From c1b911654a581662c19eb51829705e4ed7020673 Mon Sep 17 00:00:00 2001
From: Ben Racicot <1815385+BenRacicot@users.noreply.github.com>
Date: Thu, 19 Mar 2026 17:16:05 -0400
Subject: [PATCH] server: fix router mode deadlock on child crash and TOCTOU
 race in models_max (#20763)
MIME-Version: 1.0
Content-Type: text/plain; charset=UTF-8
Content-Transfer-Encoding: 8bit

Two bugs in `server_models::load()` that affect router mode reliability:

**Bug 1: Deadlock when child process crashes**

When a child process is killed (e.g., SIGKILL from OS code signature
validation), the monitoring thread deadlocks on `stopping_thread.join()`
because the stopping_thread's wait predicate (`is_stopping`) is never
satisfied — the model name was never inserted into `stopping_models`.
`update_status()` is never reached and the model stays stuck in LOADING
state permanently.

Fix: extend the stopping_thread's wait predicate to also wake when the
child process is no longer alive (`!subprocess_alive()`).
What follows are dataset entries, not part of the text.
//! Maps the `Section:Key`-style environment knobs documented for this worker
//! onto concrete `SCREAMING_SNAKE_CASE` variable names, since the former
//! isn't valid as a shell identifier.

use anyhow::{Context, Result, bail};
use std::path::PathBuf;
use std::sync::Arc;
use wowmap_catalog::{LocalTileStore, R2TileStore, TileBlobStore};

/// `BackendUrl`: where the worker's [`crate::publish_client::PublishClient`]
/// talks to the catalog.
pub fn backend_url() -> Result<String> {
	std::env::var("BACKEND_URL").context("BACKEND_URL is not set")
}

/// `Blizztrack:CachePath`: the CDN resource cache root.
pub fn cache_dir() -> PathBuf {
	std::env::var("BLIZZTRACK_CACHE_PATH").map(PathBuf::from).unwrap_or_else(|_| PathBuf::from("./blizztrack-cache"))
}

/// Where `generate`/`service` keep their own record of tiles they've cached
/// locally, so a later `sync-tiles --connection-string` pointed at this same
/// path can find what the remote catalog is still missing.
pub fn local_catalog_path() -> PathBuf {
	cache_dir().join("catalog.sqlite")
}

/// `TileStoreProvider` plus its matching `LocalTileStore:Path` or
/// `R2TileStore:*` block.
pub fn tile_store() -> Result<Arc<dyn TileBlobStore>> {
	match std::env::var("TILE_STORE_PROVIDER").as_deref() {
		Ok("R2") => {
			let service_url = std::env::var("R2_SERVICE_URL").context("R2_SERVICE_URL is not set")?;
			let bucket = std::env::var("R2_BUCKET_NAME").context("R2_BUCKET_NAME is not set")?;
			// AccessKey/SecretKey are read for completeness but unused: R2TileStore
			// talks to public buckets over unsigned HTTP (see blob_store.rs).
			let _ = std::env::var("R2_ACCESS_KEY");
			let _ = std::env::var("R2_SECRET_KEY");
			Ok(Arc::new(R2TileStore::new(format!("{}/{bucket}", service_url.trim_end_matches('/')))))
		}
		Ok("Local") | Err(_) => {
			let path = std::env::var("LOCAL_TILE_STORE_PATH").map(PathBuf::from).unwrap_or_else(|_| PathBuf::from("./tile-store"));
			Ok(Arc::new(LocalTileStore::new(path)))
		}
		Ok(other) => bail!("unknown TILE_STORE_PROVIDER '{other}', expected 'Local' or 'R2'"),
	}
}
pub trait CatalogStore: Send + Sync {
	/// Inserts `Build`/`Product`/`ProductSource`/`ProductScan` rows for every
	/// discovered build that isn't already known, idempotently. Returns the
	/// subset of `builds` the catalog has not yet terminally processed
	/// (§4.L `POST /publish/discovered`).
	fn publish_discovered(&self, builds: &[DiscoveredBuild]) -> Result<Vec<DiscoveredBuild>>;

	fn get_scan(&self, product_id: i64) -> Result<Option<ProductScan>>;
	fn upsert_scan(&self, scan: &ProductScan) -> Result<()>;

	fn upsert_map(&self, map: &Map) -> Result<i64>;
	fn upsert_build_map(&self, build_map: &BuildMap) -> Result<()>;
	fn upsert_tile(&self, tile: &MinimapTile) -> Result<()>;
	/// Of `hashes`, those not already present in `minimap_tiles` (§4.L
	/// `POST /publish/tiles`), used by the scan orchestrator's global dedup
	/// step to skip re-encoding tiles the catalog already has.
	fn missing_tiles(&self, hashes: &[String]) -> Result<Vec<String>>;
	/// Every tile row the catalog knows about, used by `sync-tiles` to find
	/// locally cached blobs that never reached the remote tile store.
	fn list_tiles(&self) -> Result<Vec<MinimapTile>>;

	fn get_setting(&self, key: &str) -> Result<Option<String>>;
	fn put_setting(&self, key: &str, value: &str) -> Result<()>;

	fn insert_tact_key(&self, key_name: &str, key: &str) -> Result<()>;
	/// ProductScans in `PartialDecrypt` or an `Encrypted*` state that
	/// reference `key_name`, re-queued as `Pending` (§9 key-discovery rescan).
	fn rescan_targets_for_key(&self, key_name: &str) -> Result<Vec<i64>>;
}

pub struct SqliteCatalogStore {
	pool: Pool<SqliteConnectionManager>,
}

impl SqliteCatalogStore {
	pub fn open(connection_string: &str) -> Result<Self> {
		let manager = SqliteConnectionManager::file(connection_string);
		let pool = Pool::new(manager).context("creating sqlite connection pool")?;
		let store = Self { pool };
		store.migrate()?;
		Ok(store)
	}

	pub fn open_in_memory() -> Result<Self> {
		let manager = SqliteConnectionManager::memory();
		let pool = Pool::new(manager).context("creating in-memory sqlite connection pool")?;
		let store = Self { pool };
		store.migrate()?;
		Ok(store)
	}

	/// Re-runs the schema's `CREATE TABLE IF NOT EXISTS` statements; this is
	/// all the `migrate` CLI subcommand does too.
	pub fn migrate(&self) -> Result<()> {
		let conn = self.pool.get().context("checking out sqlite connection")?;
		conn.execute_batch(
			"
			CREATE TABLE IF NOT EXISTS builds (
				id INTEGER PRIMARY KEY,
				version TEXT NOT NULL UNIQUE
			);
			CREATE TABLE IF NOT EXISTS products (
				id INTEGER PRIMARY KEY,
				build_id INTEGER NOT NULL REFERENCES builds(id),
				product_name TEXT NOT NULL,
				UNIQUE(build_id, product_name)
			);
			CREATE TABLE IF NOT EXISTS product_sources (
				id INTEGER PRIMARY KEY,
				product_id INTEGER NOT NULL REFERENCES products(id),
				region TEXT NOT NULL,
				build_config_key TEXT NOT NULL,
				cdn_config_key TEXT NOT NULL,
				product_config_key TEXT NOT NULL,
				UNIQUE(product_id, region)
			);
			CREATE TABLE IF NOT EXISTS product_scans (
				product_id INTEGER PRIMARY KEY REFERENCES products(id),
				state TEXT NOT NULL,
				last_scanned INTEGER,
				scan_time INTEGER,
				exception TEXT,
				encrypted_key TEXT,
				encrypted_maps TEXT NOT NULL DEFAULT '{}'
			);
			CREATE TABLE IF NOT EXISTS maps (
				id INTEGER PRIMARY KEY,
				directory TEXT NOT NULL,
				wdt_file_id INTEGER NOT NULL
			);
			CREATE TABLE IF NOT EXISTS build_maps (
				product_id INTEGER NOT NULL REFERENCES products(id),
				map_id INTEGER NOT NULL REFERENCES maps(id),
				tiles INTEGER NOT NULL,
				composition_hash TEXT,
				missing TEXT NOT NULL DEFAULT '[]',
				PRIMARY KEY (product_id, map_id)
			);
			CREATE TABLE IF NOT EXISTS minimap_tiles (
				hash TEXT PRIMARY KEY,
				width INTEGER NOT NULL,
				height INTEGER NOT NULL
			);
			CREATE TABLE IF NOT EXISTS tact_keys (
				key_name TEXT PRIMARY KEY,
				key TEXT NOT NULL
			);
			CREATE TABLE IF NOT EXISTS settings (
				key TEXT PRIMARY KEY,
				value TEXT NOT NULL
			);
			",
		)
		.context("running catalog schema migration")?;
		Ok(())
	}
}
//! The worker's half of the publish protocol (§4.L, §6): a thin `reqwest`
//! wrapper over the catalog's `axum` router, using `camelCase` JSON DTOs to
//! match the policy named in §6.

use anyhow::{Context, Result, bail};
use serde::Serialize;
use wowmap_catalog::{BuildMap, DiscoveredBuild, Map};
use wowmap_core::ContentHash;

pub struct PublishClient {
	client: reqwest::Client,
	base_url: String,
}

impl PublishClient {
	pub fn new(base_url: impl Into<String>) -> Self {
		Self {
			client: reqwest::Client::new(),
			base_url: base_url.into(),
		}
	}

	pub async fn publish_discovered(&self, builds: &[DiscoveredBuild]) -> Result<Vec<DiscoveredBuild>> {
		let url = format!("{}/publish/discovered", self.base_url.trim_end_matches('/'));
		let response = self.client.post(&url).json(builds).send().await.with_context(|| format!("POST {url}"))?;
		response.error_for_status_ref().with_context(|| format!("POST {url}"))?;
		response.json().await.context("decoding publish_discovered response")
	}

	/// Of `hashes`, returns those the catalog doesn't already have.
	pub async fn missing_tiles(&self, hashes: &[String]) -> Result<Vec<String>> {
		let url = format!("{}/publish/tiles", self.base_url.trim_end_matches('/'));
		let response = self.client.post(&url).json(hashes).send().await.with_context(|| format!("POST {url}"))?;
		response.error_for_status_ref().with_context(|| format!("POST {url}"))?;
		response.json().await.context("decoding publish_tiles response")
	}

	/// `hash` is the tile's source content hash, the URL path identity under
	/// which the catalog stores and keys it. The re-encoded `body`'s own MD5
	/// is sent separately via `X-Expected-Hash` so the server can verify the
	/// upload wasn't corrupted in transit without conflating it with the tile's
	/// real identity.
	pub async fn put_tile(&self, hash: ContentHash, width: u32, height: u32, body: Vec<u8>) -> Result<()> {
		let url = format!("{}/publish/tile/{}?width={width}&height={height}", self.base_url.trim_end_matches('/'), hash.to_hex());
		let expected_hash = ContentHash::of(&body).to_hex();
		let response = self
			.client
			.put(&url)
			.header("Content-Type", "image/webp")
			.header("X-Expected-Hash", expected_hash)
			.body(body)
			.send()
			.await
			.with_context(|| format!("PUT {url}"))?;
		if !response.status().is_success() {
			bail!("PUT {url} returned {}", response.status());
		}
		Ok(())
	}

	pub async fn publish_build_map(&self, map: &Map, build_map: &BuildMap) -> Result<()> {
		#[derive(Serialize)]
		#[serde(rename_all = "camelCase")]
		struct Request<'a> {
			map: &'a Map,
			build_map: &'a BuildMap,
		}
		let url = format!("{}/publish/build-map", self.base_url.trim_end_matches('/'));
		let response = self.client.post(&url).json(&Request { map, build_map }).send().await.with_context(|| format!("POST {url}"))?;
		if !response.status().is_success() {
			bail!("POST {url} returned {}", response.status());
		}
		Ok(())
	}
}

#[cfg(test)]
mod tests {
	use super::*;
	use std::sync::Arc;
	use wowmap_catalog::publish_server::{PublishState, build_router};
	use wowmap_catalog::{LocalTileStore, SqliteCatalogStore};

	async fn spawn_test_server() -> String {
		let state = Arc::new(PublishState {
			catalog: Arc::new(SqliteCatalogStore::open_in_memory().unwrap()),
			tiles: Arc::new(LocalTileStore::new(tempfile::tempdir().unwrap().into_path())),
		});
		let listener = tokio::net::TcpListener::bind("127.0.0.1:0").await.unwrap();
		let addr = listener.local_addr().unwrap();
		tokio::spawn(async move {
			axum::serve(listener, build_router(state)).await.unwrap();
		});
		format!("http://{addr}")
	}

	#[tokio::test]
	async fn missing_tiles_reports_an_unseeded_hash_as_missing() {
		let client = PublishClient::new(spawn_test_server().await);
		let hash = ContentHash::of(b"tile bytes").to_hex();

		let missing = client.missing_tiles(&[hash.clone()]).await.unwrap();
		assert_eq!(missing, vec![hash]);
	}

	#[tokio::test]
	async fn put_tile_then_missing_tiles_no_longer_reports_it() {
		let client = PublishClient::new(spawn_test_server().await);
		let body = b"tile bytes".to_vec();
		let hash = ContentHash::of(&body);

		client.put_tile(hash, 256, 256, body).await.unwrap();
		let missing = client.missing_tiles(&[hash.to_hex()]).await.unwrap();
		assert!(missing.is_empty());
	}

	#[tokio::test]
	async fn publish_discovered_round_trips_through_the_router() {
		let client = PublishClient::new(spawn_test_server().await);
		let build = DiscoveredBuild {
			product_name: "wow".into(),
			region: "us".into(),
			version: wowmap_core::BuildVersion::new(1, 2, 3, 4).unwrap(),
			build_config_key: "a".repeat(32),
			cdn_config_key: "b".repeat(32),
			product_config_key: "c".repeat(32),
			key_ring: None,
		};

		let accepted = client.publish_discovered(std::slice::from_ref(&build)).await.unwrap();
		assert_eq!(accepted.len(), 1);
		assert_eq!(accepted[0].product_name, "wow");
	}

	#[tokio::test]
	async fn publish_build_map_succeeds() {
		let client = PublishClient::new(spawn_test_server().await);
		let map = Map { id: 1, directory: "Azeroth".into(), wdt_file_id: 1 };
		let build_map = BuildMap { product_id: 1, map_id: 1, tiles: 4, composition_hash: None, missing: std::collections::BTreeSet::new() };

		client.publish_build_map(&map, &build_map).await.unwrap();
	}
}
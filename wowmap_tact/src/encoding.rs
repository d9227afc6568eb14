//! The encoding file (§4.D): maps a content key to the encoding key(s) that
//! store it on the CDN, and an encoding key to its archived size. Only the
//! content-key table is decoded in full; the encoding-key table exists in
//! every real encoding file but nothing here currently needs it, so its
//! bytes are skipped rather than parsed.

use anyhow::{Context, Result, bail};
use byteorder::{BigEndian, ReadBytesExt};
use std::collections::HashMap;
use std::io::{Cursor, Read};
use wowmap_core::{ContentHash, ScanError};

#[derive(Debug, Clone)]
struct ContentKeyEntry {
	encoding_keys: Vec<ContentHash>,
	file_size: u64,
}

#[derive(Debug, Default)]
pub struct EncodingFile {
	by_content_key: HashMap<ContentHash, ContentKeyEntry>,
}

impl EncodingFile {
	pub fn parse(data: &[u8]) -> Result<Self> {
		let mut cursor = Cursor::new(data);
		let mut magic = [0u8; 2];
		cursor.read_exact(&mut magic).context("reading encoding file magic")?;
		if &magic != b"EN" {
			bail!(ScanError::DataError("encoding file missing EN magic".into()));
		}

		let _version = cursor.read_u8()?;
		let hash_size_ckey = cursor.read_u8()? as usize;
		let hash_size_ekey = cursor.read_u8()? as usize;
		let ckey_page_size_kb = cursor.read_u16::<BigEndian>()? as usize;
		let _ekey_page_size_kb = cursor.read_u16::<BigEndian>()? as usize;
		let ckey_page_count = cursor.read_u32::<BigEndian>()? as usize;
		let _ekey_page_count = cursor.read_u32::<BigEndian>()?;
		let _unk = cursor.read_u8()?;
		let espec_block_size = cursor.read_u32::<BigEndian>()? as usize;

		// ESpec string block: not interpreted here, only skipped.
		cursor.set_position(cursor.position() + espec_block_size as u64);

		// Page index: one (first_key, page_md5) pair per page, both
		// `hash_size_ckey`/16 bytes, used for binary search in the real
		// client. We read every page sequentially instead, so the index is
		// skipped over rather than consulted.
		let page_index_entry_size = hash_size_ckey + 16;
		cursor.set_position(cursor.position() + (page_index_entry_size * ckey_page_count) as u64);

		let page_size_bytes = ckey_page_size_kb * 1024;
		let mut by_content_key = HashMap::new();
		for _ in 0..ckey_page_count {
			let page_start = cursor.position();
			parse_ckey_page(&mut cursor, hash_size_ckey, hash_size_ekey, &mut by_content_key)?;
			cursor.set_position(page_start + page_size_bytes as u64);
		}

		Ok(Self { by_content_key })
	}

	pub fn resolve(&self, content_key: &ContentHash) -> Option<(ContentHash, u64)> {
		let entry = self.by_content_key.get(content_key)?;
		let encoding_key = *entry.encoding_keys.first()?;
		Some((encoding_key, entry.file_size))
	}

	pub fn len(&self) -> usize {
		self.by_content_key.len()
	}

	pub fn is_empty(&self) -> bool {
		self.by_content_key.is_empty()
	}
}

fn parse_ckey_page(cursor: &mut Cursor<&[u8]>, hash_size_ckey: usize, hash_size_ekey: usize, out: &mut HashMap<ContentHash, ContentKeyEntry>) -> Result<()> {
	loop {
		let key_count = match cursor.read_u8() {
			Ok(0) => break, // padding
			Ok(n) => n as usize,
			Err(_) => break,
		};
		let mut size_buf = [0u8; 8];
		cursor.read_exact(&mut size_buf[3..8]).context("reading encoding entry file size")?;
		let file_size = u64::from_be_bytes(size_buf);

		let content_key = read_hash(cursor, hash_size_ckey)?;
		let mut encoding_keys = Vec::with_capacity(key_count);
		for _ in 0..key_count {
			encoding_keys.push(read_hash(cursor, hash_size_ekey)?);
		}
		out.insert(content_key, ContentKeyEntry { encoding_keys, file_size });
	}
	Ok(())
}

fn read_hash(cursor: &mut Cursor<&[u8]>, size: usize) -> Result<ContentHash> {
	let mut buf = [0u8; 16];
	cursor.read_exact(&mut buf[..size.min(16)]).context("reading encoding hash")?;
	Ok(ContentHash::from_bytes(buf))
}

#[cfg(test)]
mod tests {
	use super::*;

	fn sample_key(byte: u8) -> [u8; 16] {
		let mut key = [0u8; 16];
		key[0] = byte;
		key
	}

	fn build_sample(page_size_kb: u16) -> Vec<u8> {
		let ckey = sample_key(0x11);
		let ekey = sample_key(0x22);

		let mut page = Vec::new();
		page.push(1u8); // key_count
		page.extend_from_slice(&1234u64.to_be_bytes()[3..8]); // file_size (5 bytes)
		page.extend_from_slice(&ckey);
		page.extend_from_slice(&ekey);
		page.resize(page_size_kb as usize * 1024, 0);

		let page_index_entry = [ckey.as_slice(), &[0u8; 16]].concat();

		let mut data = Vec::new();
		data.extend_from_slice(b"EN");
		data.push(1); // version
		data.push(16); // hash_size_ckey
		data.push(16); // hash_size_ekey
		data.extend_from_slice(&page_size_kb.to_be_bytes());
		data.extend_from_slice(&page_size_kb.to_be_bytes());
		data.extend_from_slice(&1u32.to_be_bytes()); // ckey_page_count
		data.extend_from_slice(&0u32.to_be_bytes()); // ekey_page_count
		data.push(0); // unk
		data.extend_from_slice(&0u32.to_be_bytes()); // espec_block_size
		data.extend_from_slice(&page_index_entry);
		data.extend_from_slice(&page);
		data
	}

	#[test]
	fn resolves_content_key_to_encoding_key_and_size() {
		let data = build_sample(1);
		let encoding = EncodingFile::parse(&data).unwrap();
		let content_key = ContentHash::from_bytes(sample_key(0x11));
		let (encoding_key, size) = encoding.resolve(&content_key).unwrap();
		assert_eq!(encoding_key, ContentHash::from_bytes(sample_key(0x22)));
		assert_eq!(size, 1234);
	}

	#[test]
	fn rejects_wrong_magic() {
		assert!(EncodingFile::parse(b"XXnotanencoding").is_err());
	}

	#[test]
	fn unknown_content_key_resolves_to_none() {
		let data = build_sample(1);
		let encoding = EncodingFile::parse(&data).unwrap();
		let missing = ContentHash::from_bytes(sample_key(0xFF));
		assert!(encoding.resolve(&missing).is_none());
	}
}
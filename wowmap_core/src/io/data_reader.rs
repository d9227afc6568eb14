//! A small trait for reading byte ranges from a data source, independent of
//! whether the source is a local file, an HTTP endpoint, or (in tests) a
//! plain in-memory buffer.

use crate::{Blob, ByteRange};
use anyhow::Result;
use async_trait::async_trait;
use std::fmt::Debug;

pub type DataReader = Box<dyn DataReaderTrait>;

#[async_trait]
pub trait DataReaderTrait: Debug + Send + Sync {
	async fn read_range(&self, range: &ByteRange) -> Result<Blob>;
	async fn read_all(&self) -> Result<Blob>;
	fn get_name(&self) -> &str;
}
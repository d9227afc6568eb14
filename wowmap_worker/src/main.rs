use anyhow::Result;
use clap::Parser;
use wowmap_worker::cli::{self, Cli};

fn main() -> Result<()> {
	let cli = Cli::parse();

	env_logger::Builder::new().filter_level(cli.log_level_filter()).format_timestamp(None).init();

	cli::run(cli)
}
When woken by
a dead child, the thread skips the shutdown sequence and returns
immediately. The original `stopping_models.erase()` logic is preserved
for normal unloads.

**Bug 2: TOCTOU race bypasses `--models-max` (ref #20137)**

`unload_lru()` is called outside the mutex, then `load()` acquires the
lock afterward. Under concurrent requests, multiple threads observe
capacity and all proceed to load, exceeding the limit.

Fix: re-check capacity under the lock after `unload_lru()` returns.
If another thread filled the slot in the window between `unload_lru()`
and the lock acquisition, reject with an error instead of silently
exceeding the limit.
---
 tools/server/server-models.cpp | 27 +++++++++++++++++++++++++--
 1 file changed, 25 insertions(+), 2 deletions(-)

diff --git a/tools/server/server-models.cpp b/tools/server/server-models.cpp
index c13d48a363..4ac55cd158 100644
--- a/tools/server/server-models.cpp
+++ b/tools/server/server-models.cpp
@@ -539,6 +539,22 @@ void server_models::load(const std::string & name) {
         return;
     }
 
+    // Re-check capacity under the lock to prevent concurrent loads from
+    // exceeding models_max. Without this, the window between unload_lru()
+    // releasing its lock and this lock_guard acquiring allows multiple
+    // threads to each observe capacity and all proceed to load.
+    if (base_params.models_max > 0) {
+        size_t count_active = 0;
+        for (const auto & m : mapping) {
+            if (m.second.meta.is_active()) {
+                count_active++;
+            }
+        }
+        if (count_active >= (size_t)base_params.models_max) {
+            throw std::runtime_error("model limit reached, try again later");
+        }
+    }
+
     // prepare new instance info
     instance_t inst;
     inst.meta           = meta;
@@ -606,13 +622,20 @@ void server_models::load(const std::string & name) {
         });
 
         std::thread stopping_thread([&]() {
-            // thread to monitor stopping signal
+            // thread to monitor stopping signal OR child crash
             auto is_stopping = [this, &name]() {
                 return this->stopping_models.find(name) != this->stopping_models.end();
             };
+            auto should_wake = [&]() {
+                return is_stopping() || !subprocess_alive(child_proc.get());
+            };
             {
                 std::unique_lock<std::mutex> lk(this->mutex);
-                this->cv_stop.wait(lk, is_stopping);
+                this->cv_stop.wait(lk, should_wake);
+            }
+            // child may have already exited (e.g. crashed) — skip shutdown sequence
+            if (!subprocess_alive(child_proc.get())) {
+                return;
             }
             SRV_INF("stopping model instance name=%s\n", name.c_str());
             // send interrupt to child process